### MATERIAL SUPPLIED
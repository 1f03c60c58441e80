//! Composite loss for the stage-one objective.

use burn::prelude::*;

use crate::config::CompositeLossConfig;
use crate::model::Prediction;

use super::coordinate::{l1_loss, masked_l1_loss};
use super::mask::bce_with_logits_loss;

/// The loss terms of one forward pass.
///
/// `total` carries the autodiff graph; the component tensors are kept so the
/// trainer can report them separately.
#[derive(Debug, Clone)]
pub struct LossBreakdown<B: Backend> {
    /// Coordinate/depth regression term.
    pub xyz: Tensor<B, 1>,
    /// Mask classification term.
    pub mask: Tensor<B, 1>,
    /// `mask + lambda_depth * xyz`.
    pub total: Tensor<B, 1>,
}

/// Composite loss calculator.
///
/// Combines the coordinate regression term (XY maps against the coordinate
/// grid, plus depth restricted to the predicted mask) with the mask
/// classification term, weighted by `lambda_depth`.
pub struct CompositeLoss {
    config: CompositeLossConfig,
}

impl CompositeLoss {
    /// Create a new composite loss calculator.
    pub fn new(config: CompositeLossConfig) -> Self {
        Self { config }
    }

    /// Compute all loss terms for one prediction.
    ///
    /// Shapes: `xy_targets` [batch, 2V, H, W], `depth_gt` and `mask_gt`
    /// [batch, V, H, W].
    pub fn forward<B: Backend>(
        &self,
        prediction: &Prediction<B>,
        xy_targets: Tensor<B, 4>,
        depth_gt: Tensor<B, 4>,
        mask_gt: Tensor<B, 4>,
    ) -> LossBreakdown<B> {
        let xyz = l1_loss(prediction.xy.clone(), xy_targets)
            + masked_l1_loss(prediction.depth.clone(), depth_gt, prediction.mask());
        let mask = bce_with_logits_loss(prediction.mask_logits.clone(), mask_gt);

        let total = mask.clone() + xyz.clone() * self.config.lambda_depth;

        LossBreakdown { xyz, mask, total }
    }

    /// Get the configuration.
    pub fn config(&self) -> &CompositeLossConfig {
        &self.config
    }
}
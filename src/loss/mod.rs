//! Loss functions for multi-view depth/mask training.
//!
//! - Coordinate loss: L1 between predicted and target XY position maps, plus
//!   L1 on depth restricted to the predicted mask
//! - Mask loss: sigmoid binary cross-entropy on the mask logits
//! - Composite: `mask + lambda_depth * coordinate`

mod composite;
mod coordinate;
mod mask;

pub use composite::{CompositeLoss, LossBreakdown};
pub use coordinate::{l1_loss, masked_l1_loss};
pub use mask::bce_with_logits_loss;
######
* [YOUR OBJECTIVE] Repeat the entries word for word. Skip none of them.

* [OUTPUT FOR THIS TASK]
repository 1f03c60c58441e80
//! Composite loss for the stage-one objective.

use burn::prelude::*;

use crate::config::CompositeLossConfig;
use crate::model::Prediction;

use super::coordinate::{l1_loss, masked_l1_loss};
use super::mask::bce_with_logits_loss;

/// The loss terms of one forward pass.
///
/// `total` carries the autodiff graph; the component tensors are kept so the
/// trainer can report them separately.
#[derive(Debug, Clone)]
pub struct LossBreakdown<B: Backend> {
    /// Coordinate/depth regression term.
    pub xyz: Tensor<B, 1>,
    /// Mask classification term.
    pub mask: Tensor<B, 1>,
    /// `mask + lambda_depth * xyz`.
    pub total: Tensor<B, 1>,
}

/// Composite loss calculator.
///
/// Combines the coordinate regression term (XY maps against the coordinate
/// grid, plus depth restricted to the predicted mask) with the mask
/// classification term, weighted by `lambda_depth`.
pub struct CompositeLoss {
    config: CompositeLossConfig,
}

impl CompositeLoss {
    /// Create a new composite loss calculator.
    pub fn new(config: CompositeLossConfig) -> Self {
        Self { config }
    }

    /// Compute all loss terms for one prediction.
    ///
    /// Shapes: `xy_targets` [batch, 2V, H, W], `depth_gt` and `mask_gt`
    /// [batch, V, H, W].
    pub fn forward<B: Backend>(
        &self,
        prediction: &Prediction<B>,
        xy_targets: Tensor<B, 4>,
        depth_gt: Tensor<B, 4>,
        mask_gt: Tensor<B, 4>,
    ) -> LossBreakdown<B> {
        let xyz = l1_loss(prediction.xy.clone(), xy_targets)
            + masked_l1_loss(prediction.depth.clone(), depth_gt, prediction.mask());
        let mask = bce_with_logits_loss(prediction.mask_logits.clone(), mask_gt);

        let total = mask.clone() + xyz.clone() * self.config.lambda_depth;

        LossBreakdown { xyz, mask, total }
    }

    /// Get the configuration.
    pub fn config(&self) -> &CompositeLossConfig {
        &self.config
    }
}
filename src/loss/mod.rs
//! Loss functions for multi-view depth/mask training.
//!
//! - Coordinate loss: L1 between predicted and target XY position maps, plus
//!   L1 on depth restricted to the predicted mask
//! - Mask loss: sigmoid binary cross-entropy on the mask logits
//! - Composite: `mask + lambda_depth * coordinate`

mod composite;
mod coordinate;
mod mask;

pub use composite::{CompositeLoss, LossBreakdown};
pub use coordinate::{l1_loss, masked_l1_loss};
pub use mask::bce_with_logits_loss;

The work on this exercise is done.